Fiske’s interests in the ways different groups read led him and his students to embrace what he would describe as ethnographic approaches—that is, the qualitative documentation of the diverse contexts within which people engage with media. In this way, Fiske, for example, opened space for the study of fan communities as sites for popular interpretation, discrimination, and production, a path I followed in my first book, Textual Poachers: Television Fans and Participatory Culture (1992), which Fiske edited. Fiske had challenged me to try to write an insider’s account of how fans create their own sets of cultural norms and productive practices. Earlier accounts had often depicted fans as hyperconsumers who were more or less passive and inarticulate, lost in awe of commercial texts that had little value when read against traditional cultural hierarchies, such as those associated with Arnold. Inspired by Williams and Fiske, my work depicts fandom as a subculture whose participants not only produce alternative readings of shared texts but also use mass-media content as raw materials for constructing their own stories, songs, artworks, or videos. I describe fandom as born of a mixture of fascination and frustration: if people were not fascinated, they would not engage so intensely with favored texts, but if they were not frustrated, they would not need to actively appropriate and rework them to speak to their needs and pleasures. In the case of the fans in Textual Poachers, they were female fans of a male-driven action-adventure series who often needed to reclaim characters or themes that were marginalized in the original works. Fiske, in turn, drew on my early writing to help support his accounts of active audiences in Reading the Popular (1989a) and Understanding Popular Culture (1989b). Fiske saw writing as an extension of his role as a teacher, so you can find in his books many traces of the intense exchanges we used to have in his seminar room.
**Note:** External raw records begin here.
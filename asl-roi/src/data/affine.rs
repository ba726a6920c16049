//! FSL 风格 4x4 仿射矩阵.

use std::fmt::{Display, Formatter};
use std::path::Path;
use std::str::FromStr;

use itertools::Itertools;
use nalgebra::Matrix4;

use crate::error::{RoiError, RoiResult};

/// FSL (FLIRT) 格式的 4x4 仿射矩阵. 文本格式为 4 行, 每行 4 个以空白分隔的数.
#[derive(Debug, Clone, Copy, PartialEq)]
pub struct Affine(Matrix4<f64>);

impl Affine {
    /// 单位矩阵.
    #[inline]
    pub fn identity() -> Self {
        Self(Matrix4::identity())
    }

    /// 从 FSL 文本解析. 空行会被忽略.
    pub fn parse(text: &str) -> RoiResult<Self> {
        let rows: Vec<&str> = text.lines().map(str::trim).filter(|l| !l.is_empty()).collect();
        if rows.len() != 4 {
            return Err(RoiError::MatrixParse(format!(
                "expected 4 rows, found {}",
                rows.len()
            )));
        }
        let mut values = Vec::with_capacity(16);
        for (i, row) in rows.iter().enumerate() {
            let parsed = row
                .split_whitespace()
                .map(|s| {
                    s.parse::<f64>()
                        .map_err(|_| RoiError::MatrixParse(format!("bad number `{s}` in row {i}")))
                })
                .collect::<RoiResult<Vec<f64>>>()?;
            if parsed.len() != 4 {
                return Err(RoiError::MatrixParse(format!(
                    "expected 4 columns in row {i}, found {}",
                    parsed.len()
                )));
            }
            values.extend(parsed);
        }
        Ok(Self(Matrix4::from_row_slice(&values)))
    }

    /// 读取 FSL 矩阵文件.
    pub fn from_file<P: AsRef<Path>>(path: P) -> RoiResult<Self> {
        let path = path.as_ref();
        if !path.is_file() {
            return Err(RoiError::MissingInput(path.to_owned()));
        }
        Self::parse(&std::fs::read_to_string(path)?)
    }

    /// 逆矩阵. 矩阵奇异时返回 `Err(RoiError::SingularMatrix)`.
    pub fn inverse(&self) -> RoiResult<Self> {
        self.0
            .try_inverse()
            .map(Self)
            .ok_or(RoiError::SingularMatrix)
    }

    /// 底层矩阵.
    #[inline]
    pub fn matrix(&self) -> &Matrix4<f64> {
        &self.0
    }

    /// 转换为可以被 FSL 工具读取的文本.
    pub fn to_fsl_text(&self) -> String {
        let mut text = self
            .0
            .row_iter()
            .map(|row| row.iter().join(" "))
            .join("\n");
        text.push('\n');
        text
    }
}

impl From<Matrix4<f64>> for Affine {
    #[inline]
    fn from(m: Matrix4<f64>) -> Self {
        Self(m)
    }
}

impl FromStr for Affine {
    type Err = RoiError;

    #[inline]
    fn from_str(s: &str) -> Result<Self, Self::Err> {
        Self::parse(s)
    }
}

impl Display for Affine {
    fn fmt(&self, f: &mut Formatter<'_>) -> std::fmt::Result {
        f.write_str(&self.to_fsl_text())
    }
}
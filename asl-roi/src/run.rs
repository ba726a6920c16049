//! 整体流程编排.
//!
//! 1. 读取原生空间参考, 结构空间参考, GM/WM PVE 与形变场.
//! 2. 求 std -> struct 形变场与 struct -> native 仿射矩阵.
//! 3. 将 GM/WM PVE 变换到原生空间, 读取灌注数据集.
//! 4. 注册固定的 GM/WM ROI, 用户给出的 ROI 与图谱 ROI.
//! 5. 对每个 (ROI, 数据集) 组合计算统计量, 写出表格与附属图像.
//!
//! 任何一步出错都会终止整个流程.

use std::path::{Path, PathBuf};

use log::{debug, info};

use crate::atlas::AtlasService;
use crate::consts::names::*;
use crate::consts::{
    percent, ATLAS_RESOLUTION_MM, DEFAULT_ATLAS_THRESHOLD, DEFAULT_MIN_NVOXELS,
    DEFAULT_ROI_THRESHOLD, GENERIC_ROI_PVE_THRESHOLDS, STANDARD_ATLASES,
};
use crate::dataset::{load_datasets, PerfusionDataset, Tissue};
use crate::report::{write_report, SidecarKinds, StatsRow};
use crate::roi::{Registrar, Retain, Roi};
use crate::stats::{ExtractOptions, StatRegistry};
use crate::transform::{SpaceTransform, Warp, WarpRequest};
use crate::{Affine, NiftiHeaderAttr, RoiError, RoiResult, Volume};

/// 一次运行的全部配置.
#[derive(Debug, Clone, PartialEq)]
pub struct RunConfig {
    /// oxford_asl 输出目录.
    pub oxasl_dir: PathBuf,

    /// fsl_anat 输出目录.
    pub fslanat_dir: PathBuf,

    /// 输出目录.
    pub output_dir: PathBuf,

    /// 报告统计量所需的最少有效体素数.
    pub min_nvoxels: usize,

    /// 原生空间 ROI 文件.
    pub native_rois: Vec<PathBuf>,

    /// 结构空间 ROI 文件.
    pub struct_rois: Vec<PathBuf>,

    /// 标准空间 ROI 文件.
    pub standard_rois: Vec<PathBuf>,

    /// 是否加入 Harvard-Oxford 皮层/皮层下图谱的全部区域.
    pub add_atlas_rois: bool,

    /// 需要保存的附属图像.
    pub sidecars: SidecarKinds,
}

impl RunConfig {
    /// 只包含必需目录的配置, 其余为默认值.
    pub fn new<P, Q, R>(oxasl_dir: P, fslanat_dir: Q, output_dir: R) -> Self
    where
        P: Into<PathBuf>,
        Q: Into<PathBuf>,
        R: Into<PathBuf>,
    {
        Self {
            oxasl_dir: oxasl_dir.into(),
            fslanat_dir: fslanat_dir.into(),
            output_dir: output_dir.into(),
            min_nvoxels: DEFAULT_MIN_NVOXELS,
            native_rois: Vec::new(),
            struct_rois: Vec::new(),
            standard_rois: Vec::new(),
            add_atlas_rois: false,
            sidecars: SidecarKinds::default(),
        }
    }

    /// oxford_asl 输出中的原生空间目录.
    #[inline]
    pub fn native_dir(&self) -> PathBuf {
        self.oxasl_dir.join(NATIVE_SPACE_DIR)
    }

    /// 检查必需的输入目录是否存在. 不读取任何图像.
    pub fn check_inputs(&self) -> RoiResult<()> {
        for dir in [&self.oxasl_dir, &self.fslanat_dir, &self.native_dir()] {
            if !dir.is_dir() {
                return Err(RoiError::MissingInput(dir.to_owned()));
            }
        }
        Ok(())
    }

    fn retain(&self) -> Retain {
        Retain {
            native: self.sidecars.native_rois,
            standard: self.sidecars.mni_rois,
        }
    }
}

/// 从 oxford_asl 与 fsl_anat 输出中读取的参考数据.
#[derive(Debug)]
pub struct Inputs {
    /// 原生空间参考图像.
    pub native_ref: Volume,

    /// 结构空间参考图像.
    pub struct_ref: Volume,

    /// 结构空间 GM PVE.
    pub gm_pve: Volume,

    /// 结构空间 WM PVE.
    pub wm_pve: Volume,

    /// struct -> std 非线性形变场.
    pub struct2std: Warp,

    /// native -> struct 仿射矩阵.
    pub native2struct: Affine,
}

impl Inputs {
    /// 按固定的文件名读取.
    pub fn load(config: &RunConfig) -> RoiResult<Self> {
        let native_dir = config.native_dir();
        let anat = &config.fslanat_dir;
        Ok(Self {
            native_ref: Volume::open_resolved(native_dir.join(NATIVE_REF))?,
            struct_ref: Volume::open_resolved(anat.join(STRUCT_REF))?,
            gm_pve: Volume::open_resolved(anat.join(GM_PVE))?,
            wm_pve: Volume::open_resolved(anat.join(WM_PVE))?,
            struct2std: Warp::from_file(anat.join(STRUCT_TO_STD_WARP))?,
            native2struct: Affine::from_file(native_dir.join(NATIVE_TO_STRUCT_MAT))?,
        })
    }
}

/// 由文件路径得到 ROI 名称: 文件名中第一个 `.` 之前的部分.
pub fn roi_name_from_path(path: &Path) -> String {
    path.file_name()
        .map(|n| n.to_string_lossy())
        .and_then(|n| n.split('.').next().map(str::to_owned))
        .unwrap_or_default()
}

/// 对每个 ROI 计算全部数据集的统计量, 每个 ROI 得到一行.
pub fn compute_rows(
    registry: &StatRegistry,
    rois: &[Roi],
    datasets: &[PerfusionDataset],
    opts: &ExtractOptions,
) -> RoiResult<Vec<StatsRow>> {
    rois.iter()
        .map(|roi| {
            let mut row = StatsRow::new(&roi.name);
            for ds in datasets {
                row.merge(ds.region_stats(registry, &roi.mask_native, opts)?);
            }
            debug!("{}: {} columns", roi.name, row.fields.len());
            Ok(row)
        })
        .collect()
}

/// 将结构空间的 PVE 变换到原生空间, 不二值化.
fn pve_to_native<T: SpaceTransform + ?Sized>(
    transform: &T,
    pve: &Volume,
    native_ref: &Volume,
    struct2native: &Affine,
) -> RoiResult<Volume> {
    transform.apply(&WarpRequest::new(pve, native_ref).premat(struct2native))
}

/// 执行完整流程, 写出结果并返回统计表格的所有行.
///
/// `atlases` 仅在 `config.add_atlas_rois` 时使用, 此时不能为 `None`.
pub fn run<T, A>(config: &RunConfig, transform: &T, atlases: Option<&A>) -> RoiResult<Vec<StatsRow>>
where
    T: SpaceTransform + ?Sized,
    A: AtlasService + ?Sized,
{
    info!("Regionwise analysis");
    info!(" - Using oxford_asl output in {}", config.oxasl_dir.display());
    info!(" - Using fsl_anat output in {}", config.fslanat_dir.display());
    config.check_inputs()?;

    let inputs = Inputs::load(config)?;
    let std2struct = transform.invert_warp(&inputs.struct2std, &inputs.struct_ref)?;
    let struct2native = inputs.native2struct.inverse()?;
    debug!("struct -> native:\n{struct2native}");

    info!("Loading perfusion images");
    let native_ref = &inputs.native_ref;
    let gm_native = pve_to_native(transform, &inputs.gm_pve, native_ref, &struct2native)?;
    let wm_native = pve_to_native(transform, &inputs.wm_pve, native_ref, &struct2native)?;
    let datasets = load_datasets(&config.native_dir(), &gm_native, &wm_native)?;

    let mut registrar = Registrar::new(
        transform,
        native_ref,
        &struct2native,
        &std2struct,
        config.retain(),
    );

    info!("Loading generic ROIs");
    for pv in GENERIC_ROI_PVE_THRESHOLDS {
        for (tissue, pve) in [(Tissue::Gm, &inputs.gm_pve), (Tissue::Wm, &inputs.wm_pve)] {
            let name = format!("{}%+{}", percent(pv), tissue.abbr());
            registrar.add_struct(&name, pve, pv)?;
        }
    }

    info!("Loading user-specified ROIs");
    for p in &config.native_rois {
        registrar.add_native(&roi_name_from_path(p), &Volume::open_resolved(p)?);
    }
    for p in &config.struct_rois {
        let roi = Volume::open_resolved(p)?;
        registrar.add_struct(&roi_name_from_path(p), &roi, DEFAULT_ROI_THRESHOLD)?;
    }
    for p in &config.standard_rois {
        let roi = Volume::open_resolved(p)?;
        registrar.add_standard(&roi_name_from_path(p), roi, DEFAULT_ROI_THRESHOLD)?;
    }

    if config.add_atlas_rois {
        let atlases = atlases.ok_or_else(|| {
            RoiError::Atlas("atlas ROIs requested but no atlas service configured".to_owned())
        })?;
        for id in STANDARD_ATLASES {
            registrar.add_atlas_from(atlases, id, ATLAS_RESOLUTION_MM, DEFAULT_ATLAS_THRESHOLD)?;
        }
    }
    let rois = registrar.into_rois();

    info!(
        "Getting stats - minimum of {} voxels to report in region",
        config.min_nvoxels
    );
    let opts = ExtractOptions::with_min_nvoxels(config.min_nvoxels);
    let rows = compute_rows(&StatRegistry::standard(), &rois, &datasets, &opts)?;

    write_report(
        &config.output_dir,
        &rows,
        &rois,
        native_ref.header(),
        config.sidecars,
    )?;
    info!("DONE - Output in {}", config.output_dir.display());
    Ok(rows)
}
use std::error::Error;
use std::process::ExitCode;

use asl_roi::atlas::FslAtlasRegistry;
use asl_roi::run::run;
use asl_roi::transform::FslTransform;
use clap::Parser;
use log::{error, LevelFilter};
use simple_logger::SimpleLogger;

mod cli;

use cli::Cli;

fn main() -> Result<ExitCode, Box<dyn Error>> {
    let args = Cli::parse();
    let level = if args.debug {
        LevelFilter::Debug
    } else {
        LevelFilter::Info
    };
    SimpleLogger::new().with_level(level).init()?;

    let config = args.to_config();
    if let Err(e) = config.check_inputs() {
        error!("{e}");
        return Ok(ExitCode::FAILURE);
    }

    let transform = match &args.fsldir {
        Some(dir) => FslTransform::with_fsl_dir(dir),
        None => FslTransform::new(),
    };
    let atlases = args.fsldir.as_ref().map(FslAtlasRegistry::from_fsl_dir);
    if config.add_atlas_rois && atlases.is_none() {
        error!("--add-atlas-rois requires FSLDIR (or --fsldir) to locate the atlases");
        return Ok(ExitCode::FAILURE);
    }

    run(&config, &transform, atlases.as_ref())?;
    Ok(ExitCode::SUCCESS)
}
Media literacy education develops informed, reflexive, and engaged participants for a democratic society. In his later writings, Fiske becomes increasingly interested in the relationship between what he calls “Micropolitics” (perhaps best summed up as “the personal is political”) and “Macropolitics” (which is sometimes described as institutionalized politics). Something of that emphasis is expressed in a passage in Understanding Popular Culture, in which Fiske draws a link between Madonna’s music videos and her young fans’ entry into what we today might call Third Wave Feminism: “The teenage girl fan of Madonna who fantasizes her own empowerment can translate this fantasy into behavior, and can act in a more empowered way socially, thus winning more social territory for herself. When she meets others who share her fantasies and freedom there is the beginning of a sense of solidarity, of a shared resistance, that can support and encourage progressive action on the micro-social level” (1989b, 104).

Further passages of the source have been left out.